§ **ASSIGNMENT**
Nothing in the entries may be dropped: restate them word for word.

§ **INFORMATION SHOWN**
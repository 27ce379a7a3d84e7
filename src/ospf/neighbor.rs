//! Neighbor records and the adjacency state machine (RFC 2328 §10.1).

use std::net::IpAddr;

use num_derive::FromPrimitive;

use super::lsa::{LsaHeader, LsaKey};
use super::packet::DdFlags;
use super::RouterId;

/// Adjacency states, ordered: comparisons like `state >= TwoWay` follow
/// the RFC's progression.
#[derive(Debug, Clone, Copy, PartialEq, Eq, PartialOrd, Ord, FromPrimitive)]
pub enum NeighborState {
    Down = 0,
    Attempt = 1,
    Init = 2,
    TwoWay = 3,
    ExStart = 4,
    Exchange = 5,
    Loading = 6,
    Full = 7,
}

/// Events dispatched at a neighbor.
#[derive(Debug, Clone, Copy, PartialEq, Eq)]
pub enum NeighborEvent {
    HelloReceived,
    TwoWayReceived,
    NegotiationDone,
    ExchangeDone,
    LoadingDone,
    AdjOk,
    SeqNumberMismatch,
    BadLsReq,
    OneWay,
    KillNbr,
    InactivityTimer,
    LlDown,
}

/// Computes the successor state for `event` in `state`. Identity
/// transitions return the input state. `adjacency_required` feeds the
/// TwoWayReceived and AdjOK decisions; `request_list_empty` decides
/// whether ExchangeDone lands in Loading or Full.
pub fn transition(
    state: NeighborState,
    event: NeighborEvent,
    adjacency_required: bool,
    request_list_empty: bool,
) -> NeighborState {
    use NeighborEvent::*;
    use NeighborState::*;

    match event {
        HelloReceived => {
            if state <= Attempt {
                Init
            } else {
                state
            }
        }
        TwoWayReceived => {
            if state == Init {
                if adjacency_required {
                    ExStart
                } else {
                    TwoWay
                }
            } else {
                state
            }
        }
        NegotiationDone => {
            if state == ExStart {
                Exchange
            } else {
                state
            }
        }
        ExchangeDone => {
            if state == Exchange {
                if request_list_empty {
                    Full
                } else {
                    Loading
                }
            } else {
                state
            }
        }
        LoadingDone => {
            if state == Loading {
                Full
            } else {
                state
            }
        }
        AdjOk => match state {
            TwoWay if adjacency_required => ExStart,
            Exchange | Loading | Full if !adjacency_required => TwoWay,
            other => other,
        },
        SeqNumberMismatch | BadLsReq => {
            if state >= Exchange {
                ExStart
            } else {
                state
            }
        }
        OneWay => {
            if state >= TwoWay {
                Init
            } else {
                state
            }
        }
        KillNbr | InactivityTimer | LlDown => Down,
    }
}

/// One neighbor on one interface.
#[derive(Debug, Clone)]
pub struct Neighbor {
    pub router_id: RouterId,
    /// The peer's interface address on the shared segment.
    pub address: IpAddr,
    pub state: NeighborState,
    pub priority: u8,
    /// DR/BDR the peer declared in its last hello, by interface address.
    pub declared_dr: Option<IpAddr>,
    pub declared_bdr: Option<IpAddr>,
    /// DD sequence number currently in use for the exchange.
    pub dd_sequence: u32,
    /// True when the local router is master for the DD exchange.
    pub local_is_master: bool,
    /// Last DD flags received, for duplicate detection during Exchange.
    pub last_dd_flags: DdFlags,
    /// Headers still to be sent in DD packets.
    pub summary_list: Vec<LsaHeader>,
    /// LSAs the peer has that are newer than ours; drained during Loading.
    pub request_list: Vec<LsaKey>,
    /// LSAs flooded to the peer and not yet acknowledged.
    pub retransmission_list: Vec<LsaKey>,
    /// Clock reading of the most recent hello.
    pub last_hello_ms: u64,
}

impl Neighbor {
    pub fn new(router_id: RouterId, address: IpAddr, now_ms: u64) -> Self {
        Neighbor {
            router_id,
            address,
            state: NeighborState::Down,
            priority: 0,
            declared_dr: None,
            declared_bdr: None,
            dd_sequence: 0,
            local_is_master: false,
            last_dd_flags: DdFlags::default(),
            summary_list: Vec::new(),
            request_list: Vec::new(),
            retransmission_list: Vec::new(),
            last_hello_ms: now_ms,
        }
    }

    /// Empties the exchange bookkeeping, as required when an adjacency is
    /// torn back to ExStart, TwoWay or Init.
    pub fn clear_lists(&mut self) {
        self.summary_list.clear();
        self.request_list.clear();
        self.retransmission_list.clear();
    }

    /// Whether the peer declared itself DR or BDR in its last hello.
    pub fn declares_dr(&self) -> bool {
        self.declared_dr == Some(self.address)
    }

    pub fn declares_bdr(&self) -> bool {
        self.declared_bdr == Some(self.address)
    }
}

#[cfg(test)]
mod tests {
    use super::NeighborEvent::*;
    use super::NeighborState::*;
    use super::*;

    #[test]
    fn hello_brings_down_neighbor_to_init() {
        assert_eq!(transition(Down, HelloReceived, false, true), Init);
        assert_eq!(transition(Attempt, HelloReceived, false, true), Init);
        assert_eq!(transition(Full, HelloReceived, true, true), Full);
    }

    #[test]
    fn two_way_branches_on_adjacency_requirement() {
        assert_eq!(transition(Init, TwoWayReceived, true, true), ExStart);
        assert_eq!(transition(Init, TwoWayReceived, false, true), TwoWay);
    }

    #[test]
    fn exchange_done_branches_on_request_list() {
        assert_eq!(transition(Exchange, ExchangeDone, true, true), Full);
        assert_eq!(transition(Exchange, ExchangeDone, true, false), Loading);
        assert_eq!(transition(Loading, LoadingDone, true, true), Full);
    }

    #[test]
    fn adj_ok_promotes_and_demotes() {
        assert_eq!(transition(TwoWay, AdjOk, true, true), ExStart);
        assert_eq!(transition(TwoWay, AdjOk, false, true), TwoWay);
        assert_eq!(transition(Full, AdjOk, false, true), TwoWay);
        assert_eq!(transition(Exchange, AdjOk, true, true), Exchange);
    }

    #[test]
    fn mismatch_restarts_exchange() {
        assert_eq!(transition(Full, SeqNumberMismatch, true, true), ExStart);
        assert_eq!(transition(Loading, BadLsReq, true, true), ExStart);
        assert_eq!(transition(TwoWay, SeqNumberMismatch, true, true), TwoWay);
    }

    #[test]
    fn one_way_falls_back_to_init() {
        assert_eq!(transition(Full, OneWay, true, true), Init);
        assert_eq!(transition(TwoWay, OneWay, false, true), Init);
        assert_eq!(transition(Init, OneWay, false, true), Init);
    }

    #[test]
    fn kill_events_reach_down_from_anywhere() {
        for state in [Init, TwoWay, ExStart, Exchange, Loading, Full] {
            assert_eq!(transition(state, KillNbr, true, true), Down);
            assert_eq!(transition(state, InactivityTimer, true, true), Down);
            assert_eq!(transition(state, LlDown, true, true), Down);
        }
    }
}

§ **SOLUTION TO THIS TASK**
repository 27ce379a7a3d84e7
filename src/ospf/neighbor.rs
//! Neighbor records and the adjacency state machine (RFC 2328 §10.1).

use std::net::IpAddr;

use num_derive::FromPrimitive;

use super::lsa::{LsaHeader, LsaKey};
use super::packet::DdFlags;
use super::RouterId;

/// Adjacency states, ordered: comparisons like `state >= TwoWay` follow
/// the RFC's progression.
#[derive(Debug, Clone, Copy, PartialEq, Eq, PartialOrd, Ord, FromPrimitive)]
pub enum NeighborState {
    Down = 0,
    Attempt = 1,
    Init = 2,
    TwoWay = 3,
    ExStart = 4,
    Exchange = 5,
    Loading = 6,
    Full = 7,
}

/// Events dispatched at a neighbor.
#[derive(Debug, Clone, Copy, PartialEq, Eq)]
pub enum NeighborEvent {
    HelloReceived,
    TwoWayReceived,
    NegotiationDone,
    ExchangeDone,
    LoadingDone,
    AdjOk,
    SeqNumberMismatch,
    BadLsReq,
    OneWay,
    KillNbr,
    InactivityTimer,
    LlDown,
}

/// Computes the successor state for `event` in `state`. Identity
/// transitions return the input state. `adjacency_required` feeds the
/// TwoWayReceived and AdjOK decisions; `request_list_empty` decides
/// whether ExchangeDone lands in Loading or Full.
pub fn transition(
    state: NeighborState,
    event: NeighborEvent,
    adjacency_required: bool,
    request_list_empty: bool,
) -> NeighborState {
    use NeighborEvent::*;
    use NeighborState::*;

    match event {
        HelloReceived => {
            if state <= Attempt {
                Init
            } else {
                state
            }
        }
        TwoWayReceived => {
            if state == Init {
                if adjacency_required {
                    ExStart
                } else {
                    TwoWay
                }
            } else {
                state
            }
        }
        NegotiationDone => {
            if state == ExStart {
                Exchange
            } else {
                state
            }
        }
        ExchangeDone => {
            if state == Exchange {
                if request_list_empty {
                    Full
                } else {
                    Loading
                }
            } else {
                state
            }
        }
        LoadingDone => {
            if state == Loading {
                Full
            } else {
                state
            }
        }
        AdjOk => match state {
            TwoWay if adjacency_required => ExStart,
            Exchange | Loading | Full if !adjacency_required => TwoWay,
            other => other,
        },
        SeqNumberMismatch | BadLsReq => {
            if state >= Exchange {
                ExStart
            } else {
                state
            }
        }
        OneWay => {
            if state >= TwoWay {
                Init
            } else {
                state
            }
        }
        KillNbr | InactivityTimer | LlDown => Down,
    }
}

/// One neighbor on one interface.
#[derive(Debug, Clone)]
pub struct Neighbor {
    pub router_id: RouterId,
    /// The peer's interface address on the shared segment.
    pub address: IpAddr,
    pub state: NeighborState,
    pub priority: u8,
    /// DR/BDR the peer declared in its last hello, by interface address.
    pub declared_dr: Option<IpAddr>,
    pub declared_bdr: Option<IpAddr>,
    /// DD sequence number currently in use for the exchange.
    pub dd_sequence: u32,
    /// True when the local router is master for the DD exchange.
    pub local_is_master: bool,
    /// Last DD flags received, for duplicate detection during Exchange.
    pub last_dd_flags: DdFlags,
    /// Headers still to be sent in DD packets.
    pub summary_list: Vec<LsaHeader>,
    /// LSAs the peer has that are newer than ours; drained during Loading.
    pub request_list: Vec<LsaKey>,
    /// LSAs flooded to the peer and not yet acknowledged.
    pub retransmission_list: Vec<LsaKey>,
    /// Clock reading of the most recent hello.
    pub last_hello_ms: u64,
}

impl Neighbor {
    pub fn new(router_id: RouterId, address: IpAddr, now_ms: u64) -> Self {
        Neighbor {
            router_id,
            address,
            state: NeighborState::Down,
            priority: 0,
            declared_dr: None,
            declared_bdr: None,
            dd_sequence: 0,
            local_is_master: false,
            last_dd_flags: DdFlags::default(),
            summary_list: Vec::new(),
            request_list: Vec::new(),
            retransmission_list: Vec::new(),
            last_hello_ms: now_ms,
        }
    }

    /// Empties the exchange bookkeeping, as required when an adjacency is
    /// torn back to ExStart, TwoWay or Init.
    pub fn clear_lists(&mut self) {
        self.summary_list.clear();
        self.request_list.clear();
        self.retransmission_list.clear();
    }

    /// Whether the peer declared itself DR or BDR in its last hello.
    pub fn declares_dr(&self) -> bool {
        self.declared_dr == Some(self.address)
    }

    pub fn declares_bdr(&self) -> bool {
        self.declared_bdr == Some(self.address)
    }
}

#[cfg(test)]
mod tests {
    use super::NeighborEvent::*;
    use super::NeighborState::*;
    use super::*;

    #[test]
    fn hello_brings_down_neighbor_to_init() {
        assert_eq!(transition(Down, HelloReceived, false, true), Init);
        assert_eq!(transition(Attempt, HelloReceived, false, true), Init);
        assert_eq!(transition(Full, HelloReceived, true, true), Full);
    }

    #[test]
    fn two_way_branches_on_adjacency_requirement() {
        assert_eq!(transition(Init, TwoWayReceived, true, true), ExStart);
        assert_eq!(transition(Init, TwoWayReceived, false, true), TwoWay);
    }

    #[test]
    fn exchange_done_branches_on_request_list() {
        assert_eq!(transition(Exchange, ExchangeDone, true, true), Full);
        assert_eq!(transition(Exchange, ExchangeDone, true, false), Loading);
        assert_eq!(transition(Loading, LoadingDone, true, true), Full);
    }

    #[test]
    fn adj_ok_promotes_and_demotes() {
        assert_eq!(transition(TwoWay, AdjOk, true, true), ExStart);
        assert_eq!(transition(TwoWay, AdjOk, false, true), TwoWay);
        assert_eq!(transition(Full, AdjOk, false, true), TwoWay);
        assert_eq!(transition(Exchange, AdjOk, true, true), Exchange);
    }

    #[test]
    fn mismatch_restarts_exchange() {
        assert_eq!(transition(Full, SeqNumberMismatch, true, true), ExStart);
        assert_eq!(transition(Loading, BadLsReq, true, true), ExStart);
        assert_eq!(transition(TwoWay, SeqNumberMismatch, true, true), TwoWay);
    }

    #[test]
    fn one_way_falls_back_to_init() {
        assert_eq!(transition(Full, OneWay, true, true), Init);
        assert_eq!(transition(TwoWay, OneWay, false, true), Init);
        assert_eq!(transition(Init, OneWay, false, true), Init);
    }

    #[test]
    fn kill_events_reach_down_from_anywhere() {
        for state in [Init, TwoWay, ExStart, Exchange, Loading, Full] {
            assert_eq!(transition(state, KillNbr, true, true), Down);
            assert_eq!(transition(state, InactivityTimer, true, true), Down);
            assert_eq!(transition(state, LlDown, true, true), Down);
        }
    }
}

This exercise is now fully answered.